Первосвященник не обратил внимания на шутку даже из вежливости, не до них ему было.
– Именно немедленно, иначе римская провинция окажется в огне.
– Что за угроза?! Я имел с ним беседу, и человек, крови которого ты жаждешь, показался мне самым безобидным из тех, кого я знал. Разве римский прокуратор может отправить человека на смерть, будучи не уверенным в его вине?

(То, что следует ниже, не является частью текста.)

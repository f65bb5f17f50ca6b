use std::fs;
use std::path::{Path, PathBuf};

use serde::Deserialize;
use thiserror::Error;

use crate::rpc::Account;

/// Run configuration. The wallet and source account identify where
/// payments come from; the node endpoint is `host:port`.
#[derive(Debug, Clone, Deserialize)]
pub struct SenderConfig {
    pub wallet: String,
    pub source: Account,
    pub node_endpoint: String,
}

#[derive(Debug, Error)]
pub enum ConfigError {
    #[error("cannot read config file `{path}`: {source}")]
    Read {
        path: PathBuf,
        source: std::io::Error,
    },
    #[error("cannot parse config file `{path}`: {source}")]
    Parse {
        path: PathBuf,
        source: serde_json::Error,
    },
}

impl SenderConfig {
    pub fn load(path: &Path) -> Result<Self, ConfigError> {
        let text = fs::read_to_string(path).map_err(|source| ConfigError::Read {
            path: path.to_owned(),
            source,
        })?;
        serde_json::from_str(&text).map_err(|source| ConfigError::Parse {
            path: path.to_owned(),
            source,
        })
    }
}
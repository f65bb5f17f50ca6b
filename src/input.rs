use std::io::{self, BufRead};

const FIELD_SEPARATORS: [char; 4] = [' ', '\t', ',', ';'];

/// One non-skipped input line, split into fields.
#[derive(Debug, Clone, PartialEq, Eq)]
pub struct LineRecord {
    /// 1-based physical line number, used only in diagnostics.
    pub line_no: u64,
    pub fields: Vec<String>,
}

/// Reads instruction lines from a text source.
///
/// Lines are trimmed; empty lines and lines starting with `#` are
/// counted as skipped and never surface to the caller. Fields are split
/// on space, tab, comma or semicolon, with empty fields dropped.
///
/// Counters cover every physical line consumed, so a single forward
/// pass yields the totals needed for the run trailer. The reader is not
/// restartable; create a fresh one per file pass.
pub struct LineReader<R> {
    source: R,
    total_lines: u64,
    skipped_lines: u64,
}

impl<R: BufRead> LineReader<R> {
    pub fn new(source: R) -> Self {
        Self {
            source,
            total_lines: 0,
            skipped_lines: 0,
        }
    }

    /// Every physical line consumed so far, skipped ones included.
    pub fn total_lines(&self) -> u64 {
        self.total_lines
    }

    pub fn skipped_lines(&self) -> u64 {
        self.skipped_lines
    }

    /// Next instruction record, or `None` at end of input.
    pub fn next_record(&mut self) -> io::Result<Option<LineRecord>> {
        let mut buf = String::new();
        loop {
            buf.clear();
            if self.source.read_line(&mut buf)? == 0 {
                return Ok(None);
            }
            self.total_lines += 1;

            let line = buf.trim();
            if line.is_empty() || line.starts_with('#') {
                self.skipped_lines += 1;
                continue;
            }

            let fields = line
                .split(&FIELD_SEPARATORS[..])
                .filter(|f| !f.is_empty())
                .map(ToOwned::to_owned)
                .collect();
            return Ok(Some(LineRecord {
                line_no: self.total_lines,
                fields,
            }));
        }
    }
}
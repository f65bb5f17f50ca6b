use std::fs::File;
use std::io::BufReader;
use std::path::Path;

use anyhow::{Context, Result};
use batch_sender::config::SenderConfig;
use batch_sender::executor::BatchExecutor;
use batch_sender::journal::Journal;
use batch_sender::rpc::http::HttpNodeClient;

const CONFIG_FILE: &str = "sender.json";
const SEND_JOURNAL: &str = "payments_done.txt";
const BALANCE_JOURNAL: &str = "balance_done.txt";

fn main() -> Result<()> {
    tracing_subscriber::fmt().with_target(false).init();

    let args: Vec<String> = std::env::args().skip(1).collect();
    let [mode, input_path] = args.as_slice() else {
        show_usage();
        return Ok(());
    };
    let send = mode.eq_ignore_ascii_case("send");
    let balance = mode.eq_ignore_ascii_case("balance");
    if send == balance {
        show_usage();
        return Ok(());
    }

    let config = SenderConfig::load(Path::new(CONFIG_FILE))?;
    let client = HttpNodeClient::new(&config.node_endpoint);
    let executor = BatchExecutor::new(client, config);

    let input = File::open(input_path)
        .map(BufReader::new)
        .with_context(|| format!("Failed to open `{input_path}`"))?;

    if send {
        let mut journal = Journal::append(SEND_JOURNAL)
            .with_context(|| format!("Failed to open `{SEND_JOURNAL}`"))?;
        executor.run_send(input, &mut journal)?;
    } else {
        let mut journal = Journal::append(BALANCE_JOURNAL)
            .with_context(|| format!("Failed to open `{BALANCE_JOURNAL}`"))?;
        executor.run_balance(input, &mut journal)?;
    }

    tracing::info!("done");
    Ok(())
}

fn show_usage() {
    eprintln!("Invalid arguments");
    eprintln!("Usage:");
    eprintln!("    batch-sender {{send|balance}} <inputfile>");
    eprintln!();
    eprintln!("'send' file format (lines starting with # are ignored):");
    eprintln!("    <address> <amount> <unique_id>");
    eprintln!();
    eprintln!("'balance' file format (lines starting with # are ignored):");
    eprintln!("    <address> <any content (ignored)>");
    eprintln!();
}
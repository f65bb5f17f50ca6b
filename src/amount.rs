use num_bigint::BigInt;
use num_traits::ToPrimitive;
use rust_decimal::Decimal;
use thiserror::Error;

/// Only 3 decimal digits of a human amount are carried into raw units;
/// anything finer is dropped before conversion. Fixed policy, not
/// configurable.
pub const FRACTIONS: i64 = 1000;

#[derive(Debug, Error)]
pub enum AmountError {
    #[error("amount {0} is out of range")]
    OutOfRange(Decimal),
    #[error("raw amount too large to display")]
    DisplayOverflow,
}

/// Converts a human coin amount into raw base units.
///
/// The amount is truncated toward zero at the third decimal digit, then
/// scaled by the multiplier in exact integer arithmetic; raw values
/// are far beyond machine word size once multiplied, so no intermediate
/// floating point is allowed anywhere.
///
/// Negative amounts are not rejected here; sign policy belongs to the
/// caller.
pub fn to_raw(amount: Decimal, multiplier: &BigInt) -> Result<BigInt, AmountError> {
    let milli = amount
        .checked_mul(Decimal::from(FRACTIONS))
        .ok_or(AmountError::OutOfRange(amount))?
        .trunc()
        .to_i128()
        .ok_or(AmountError::OutOfRange(amount))?;
    Ok(multiplier * BigInt::from(milli) / FRACTIONS)
}

/// Inverse of [`to_raw`]: renders a raw balance as a decimal with at
/// most 3 fractional digits, truncating toward zero.
pub fn to_human(raw: &BigInt, multiplier: &BigInt) -> Result<Decimal, AmountError> {
    let milli = (raw * FRACTIONS / multiplier)
        .to_i128()
        .ok_or(AmountError::DisplayOverflow)?;
    // an i128 can still exceed Decimal's 96-bit mantissa
    Decimal::try_from_i128_with_scale(milli, 3)
        .map(|d| d.normalize())
        .map_err(|_| AmountError::DisplayOverflow)
}
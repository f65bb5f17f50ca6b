use num_bigint::BigInt;
use serde_json::{Value, json};

use super::{Account, NodeRpc, NodeVersion, RpcError};

const NOT_FOUND_ERROR: &str = "Account not found";

/// [`NodeRpc`] over the node's HTTP interface: every call is a JSON
/// POST with an `action` field, every numeric value travels as a
/// decimal string.
pub struct HttpNodeClient {
    url: String,
    http: reqwest::blocking::Client,
}

impl HttpNodeClient {
    /// `endpoint` is `host:port`, as found in the run configuration.
    pub fn new(endpoint: &str) -> Self {
        Self {
            url: format!("http://{endpoint}"),
            http: reqwest::blocking::Client::new(),
        }
    }

    fn call(&self, body: Value) -> Result<Value, RpcError> {
        let response: Value = self
            .http
            .post(&self.url)
            .json(&body)
            .send()?
            .error_for_status()?
            .json()?;

        // Node-level failures come back as 200 with an `error` field.
        if let Some(message) = response.get("error").and_then(Value::as_str) {
            if message == NOT_FOUND_ERROR {
                return Err(RpcError::AccountNotFound);
            }
            return Err(RpcError::Node(message.to_owned()));
        }
        Ok(response)
    }

    fn str_field<'v>(response: &'v Value, name: &str) -> Result<&'v str, RpcError> {
        response
            .get(name)
            .and_then(Value::as_str)
            .ok_or_else(|| RpcError::BadResponse(format!("missing `{name}` field")))
    }

    fn bigint_field(response: &Value, name: &str) -> Result<BigInt, RpcError> {
        Self::str_field(response, name)?
            .parse()
            .map_err(|_| RpcError::BadResponse(format!("`{name}` is not an integer")))
    }
}

impl NodeRpc for HttpNodeClient {
    fn version(&self) -> Result<NodeVersion, RpcError> {
        let response = self.call(json!({ "action": "version" }))?;
        Ok(NodeVersion {
            node_vendor: Self::str_field(&response, "node_vendor")?.to_owned(),
        })
    }

    fn base_units_per_coin(&self, vendor: &str) -> Result<BigInt, RpcError> {
        let action = if vendor.starts_with("Banano") {
            "ban_to_raw"
        } else {
            "mrai_to_raw"
        };
        let response = self.call(json!({ "action": action, "amount": "1" }))?;
        Self::bigint_field(&response, "amount")
    }

    fn validate_account(&self, account: &Account) -> Result<bool, RpcError> {
        let response = self.call(json!({
            "action": "validate_account_number",
            "account": account.as_str(),
        }))?;
        Ok(Self::str_field(&response, "valid")? == "1")
    }

    fn send(
        &self,
        wallet: &str,
        source: &Account,
        destination: &Account,
        raw_amount: &BigInt,
        id: &str,
    ) -> Result<String, RpcError> {
        let response = self.call(json!({
            "action": "send",
            "wallet": wallet,
            "source": source.as_str(),
            "destination": destination.as_str(),
            "amount": raw_amount.to_string(),
            "id": id,
        }))?;
        Ok(Self::str_field(&response, "block")?.to_owned())
    }

    fn block_count(&self, account: &Account) -> Result<u64, RpcError> {
        let response = self.call(json!({
            "action": "account_block_count",
            "account": account.as_str(),
        }))?;
        Self::str_field(&response, "block_count")?
            .parse()
            .map_err(|_| RpcError::BadResponse("`block_count` is not an integer".into()))
    }

    fn balance(&self, account: &Account) -> Result<BigInt, RpcError> {
        let response = self.call(json!({
            "action": "account_balance",
            "account": account.as_str(),
        }))?;
        Self::bigint_field(&response, "balance")
    }
}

– Ты самый справедливый человек на земле! Ты никогда не нарушишь закон в угоду даже, пусть простит меня Тиберий, императору, – первосвященник почтительно склонил голову на последней фразе. – Я не принес тебе золота за благоприятное решение вопроса не потому, что пожалел, но потому, что бесполезно. Но разве не заслуживает смерти тот, кто объявил себя царем иудейским?
– Он не считает себя им. Иисуса не интересует богатство и власть. Поверь моему опыту.
– Власть его огромна. Иудеи верят, что Иисус может спасти от болезней, от голода, что может подарить им вечное счастье. Они чтут его как посланника Бога.